[TO DO]
Filter these entries so that only lines with the word "services" remain.

(Stored items from a collection)

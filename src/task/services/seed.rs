//! Idempotent default-category seeding.

use crate::task::{
    domain::{CategoryName, DEFAULT_CATEGORY_NAMES, TaskValidationError},
    ports::{CategoryRepository, CategoryRepositoryError},
};
use std::sync::Arc;
use thiserror::Error;

/// Errors returned while seeding default categories.
#[derive(Debug, Error)]
pub enum CategorySeedError {
    /// A default name failed scalar validation.
    #[error(transparent)]
    Validation(#[from] TaskValidationError),
    /// Category persistence failed.
    #[error(transparent)]
    Repository(#[from] CategoryRepositoryError),
}

/// Ensures the default category set exists.
///
/// Safe to invoke repeatedly and concurrently: the repository's atomic
/// `get_or_create` guarantees each name exists exactly once.
#[derive(Clone)]
pub struct CategorySeeder<K>
where
    K: CategoryRepository,
{
    categories: Arc<K>,
}

impl<K> CategorySeeder<K>
where
    K: CategoryRepository,
{
    /// Creates a new seeder.
    #[must_use]
    pub const fn new(categories: Arc<K>) -> Self {
        Self { categories }
    }

    /// Ensures every default category exists and returns how many were
    /// newly created.
    ///
    /// # Errors
    ///
    /// Returns [`CategorySeedError`] when the repository rejects an
    /// operation.
    pub async fn ensure_defaults(&self) -> Result<usize, CategorySeedError> {
        let mut created_count = 0;
        for name in DEFAULT_CATEGORY_NAMES {
            let category_name = CategoryName::new(name)?;
            let (_, created) = self.categories.get_or_create(&category_name).await?;
            if created {
                created_count += 1;
            }
        }
        if created_count > 0 {
            tracing::info!(created_count, "created default categories");
        }
        Ok(created_count)
    }

    /// Seeding entry point for startup paths: failures are logged, never
    /// fatal.
    pub async fn ensure_defaults_or_log(&self) -> usize {
        match self.ensure_defaults().await {
            Ok(created_count) => created_count,
            Err(err) => {
                tracing::warn!(error = %err, "default category seeding failed");
                0
            }
        }
    }
}
//! Then steps for task collaboration BDD scenarios.

use super::world::{CollaborationWorld, run_async};
use eyre::WrapErr;
use rstest_bdd_macros::then;
use taskforge::authz::AccessError;
use taskforge::identity::services::RegistrationError;
use taskforge::task::services::{TaskLifecycleError, UpdateTaskRequest};

#[then(r#""{name}" renames the task to "{title}""#)]
fn renames_the_task(
    world: &mut CollaborationWorld,
    name: String,
    title: String,
) -> Result<(), eyre::Report> {
    let task_id = world.task_id();
    let updated = run_async(world.lifecycle.update(
        &world.requester(&name),
        task_id,
        UpdateTaskRequest::new().with_title(&title),
    ))
    .wrap_err("rename scenario task")?;
    if updated.title().as_str() != title {
        return Err(eyre::eyre!("title was not applied"));
    }
    Ok(())
}

#[then(r#""{name}" is denied when renaming the task"#)]
fn denied_when_renaming(world: &mut CollaborationWorld, name: String) -> Result<(), eyre::Report> {
    let task_id = world.task_id();
    let result = run_async(world.lifecycle.update(
        &world.requester(&name),
        task_id,
        UpdateTaskRequest::new().with_title("Hijacked"),
    ));
    match result {
        Err(TaskLifecycleError::Access(AccessError::Forbidden)) => Ok(()),
        Err(other) => Err(eyre::eyre!("expected a permission denial, got: {other}")),
        Ok(_) => Err(eyre::eyre!("expected a permission denial, update succeeded")),
    }
}

#[then(r#""{name}" deletes the task"#)]
fn deletes_the_task(world: &mut CollaborationWorld, name: String) -> Result<(), eyre::Report> {
    let task_id = world.task_id();
    run_async(world.lifecycle.delete(&world.requester(&name), task_id))
        .wrap_err("delete scenario task")
}

#[then("the task is gone")]
fn the_task_is_gone(world: &mut CollaborationWorld) -> Result<(), eyre::Report> {
    let task_id = world.task_id();
    let requester = world
        .users
        .values()
        .next()
        .map(|user| taskforge::authz::Requester::authenticated(user.id()))
        .ok_or_else(|| eyre::eyre!("no registered user in scenario"))?;
    let result = run_async(world.lifecycle.get(&requester, task_id));
    match result {
        Err(TaskLifecycleError::NotFound(_)) => Ok(()),
        Err(other) => Err(eyre::eyre!("expected not-found, got: {other}")),
        Ok(_) => Err(eyre::eyre!("expected not-found, task still exists")),
    }
}

#[then("the registration fails with messages for both taken fields")]
fn registration_fails_with_taken_fields(
    world: &mut CollaborationWorld,
) -> Result<(), eyre::Report> {
    let result = world
        .last_registration_result
        .take()
        .ok_or_else(|| eyre::eyre!("no registration attempt recorded"))?;
    let Err(RegistrationError::Validation(error)) = result else {
        return Err(eyre::eyre!("expected a validation failure"));
    };
    let messages = error.field_messages();
    let email_taken = messages.contains(&("email", "Email already taken.".to_owned()));
    let username_taken = messages.contains(&("username", "Username already taken.".to_owned()));
    if !email_taken || !username_taken {
        return Err(eyre::eyre!(
            "expected both taken-field messages, got: {messages:?}"
        ));
    }
    Ok(())
}
//! Error types for identity domain validation.

use thiserror::Error;

/// Errors returned while constructing identity domain values.
#[derive(Debug, Clone, Error, PartialEq, Eq)]
pub enum IdentityDomainError {
    /// The username is empty after trimming.
    #[error("username must not be empty")]
    EmptyUsername,

    /// The username exceeds the storage limit.
    #[error("username must be at most {0} characters")]
    UsernameTooLong(usize),

    /// The username contains characters outside the allowed set.
    #[error("invalid username '{0}', expected letters, digits and @.+-_ only")]
    InvalidUsername(String),

    /// The email address is empty after trimming.
    #[error("email must not be empty")]
    EmptyEmail,

    /// The email address exceeds the storage limit.
    #[error("email must be at most {0} characters")]
    EmailTooLong(usize),

    /// The email address is not of the form `local@domain`.
    #[error("invalid email address: {0}")]
    InvalidEmail(String),
}

/// Registration-facing validation failures, field-scoped and collected.
///
/// All applicable violations are gathered before a registration attempt
/// fails; callers receive either a single variant or a
/// [`ValidationError::Multiple`] bundle.
#[derive(Debug, Clone, Error, PartialEq, Eq)]
pub enum ValidationError {
    /// Password and confirmation differ.
    #[error("Passwords must match.")]
    PasswordMismatch,

    /// The credential service's strength policy rejected the password.
    #[error("{0}")]
    PasswordPolicy(String),

    /// The email address is already registered.
    #[error("Email already taken.")]
    EmailTaken,

    /// The username is already registered.
    #[error("Username already taken.")]
    UsernameTaken,

    /// The username is malformed.
    #[error("{0}")]
    InvalidUsername(String),

    /// The email address is malformed.
    #[error("{0}")]
    InvalidEmail(String),

    /// Multiple validation errors occurred.
    #[error("multiple validation errors: {}", format_errors(.0))]
    Multiple(Vec<Self>),
}

fn format_errors(errors: &[ValidationError]) -> String {
    errors
        .iter()
        .map(ToString::to_string)
        .collect::<Vec<_>>()
        .join("; ")
}

impl ValidationError {
    /// Combines multiple validation errors into a single error.
    ///
    /// If only one error is provided, returns it directly rather than
    /// wrapping.
    ///
    /// # Panics
    ///
    /// Panics in debug builds if called with an empty vector, as this
    /// indicates a logic error in the caller.
    #[must_use]
    pub fn multiple(errors: Vec<Self>) -> Self {
        match errors.len() {
            0 => {
                debug_assert!(false, "multiple() called with empty errors vector");
                Self::InvalidUsername("internal error: no validation errors".into())
            }
            1 => errors.into_iter().next().unwrap_or_else(|| {
                Self::InvalidUsername("internal error: no validation errors".into())
            }),
            _ => Self::Multiple(errors),
        }
    }

    /// Returns `Ok(())` when no violations were collected, otherwise the
    /// combined error.
    ///
    /// # Errors
    ///
    /// Returns the single violation, or a [`ValidationError::Multiple`]
    /// bundle when more than one was collected.
    pub fn collect(errors: Vec<Self>) -> Result<(), Self> {
        if errors.is_empty() {
            Ok(())
        } else {
            Err(Self::multiple(errors))
        }
    }

    /// Returns the field this violation is scoped to.
    ///
    /// `None` for [`ValidationError::Multiple`]; use [`Self::field_messages`]
    /// to flatten a bundle.
    #[must_use]
    pub const fn field(&self) -> Option<&'static str> {
        match self {
            Self::PasswordMismatch | Self::PasswordPolicy(_) => Some("password"),
            Self::EmailTaken | Self::InvalidEmail(_) => Some("email"),
            Self::UsernameTaken | Self::InvalidUsername(_) => Some("username"),
            Self::Multiple(_) => None,
        }
    }

    /// Flattens this error into `(field, message)` pairs.
    #[must_use]
    pub fn field_messages(&self) -> Vec<(&'static str, String)> {
        match self {
            Self::Multiple(errors) => errors.iter().flat_map(Self::field_messages).collect(),
            other => other
                .field()
                .map(|field| (field, other.to_string()))
                .into_iter()
                .collect(),
        }
    }

    /// Returns `true` if this error represents multiple validation failures.
    #[must_use]
    pub const fn is_multiple(&self) -> bool {
        matches!(self, Self::Multiple(_))
    }

    /// Returns the individual errors if this is a `Multiple` variant.
    #[must_use]
    pub fn errors(&self) -> Option<&[Self]> {
        match self {
            Self::Multiple(errors) => Some(errors),
            _ => None,
        }
    }
}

[OUTPUT FOR THIS TASK]
filename src/task/services/seed.rs
use taskforge::identity::services::RegistrationError;
use taskforge::task::services::{TaskLifecycleError, UpdateTaskRequest};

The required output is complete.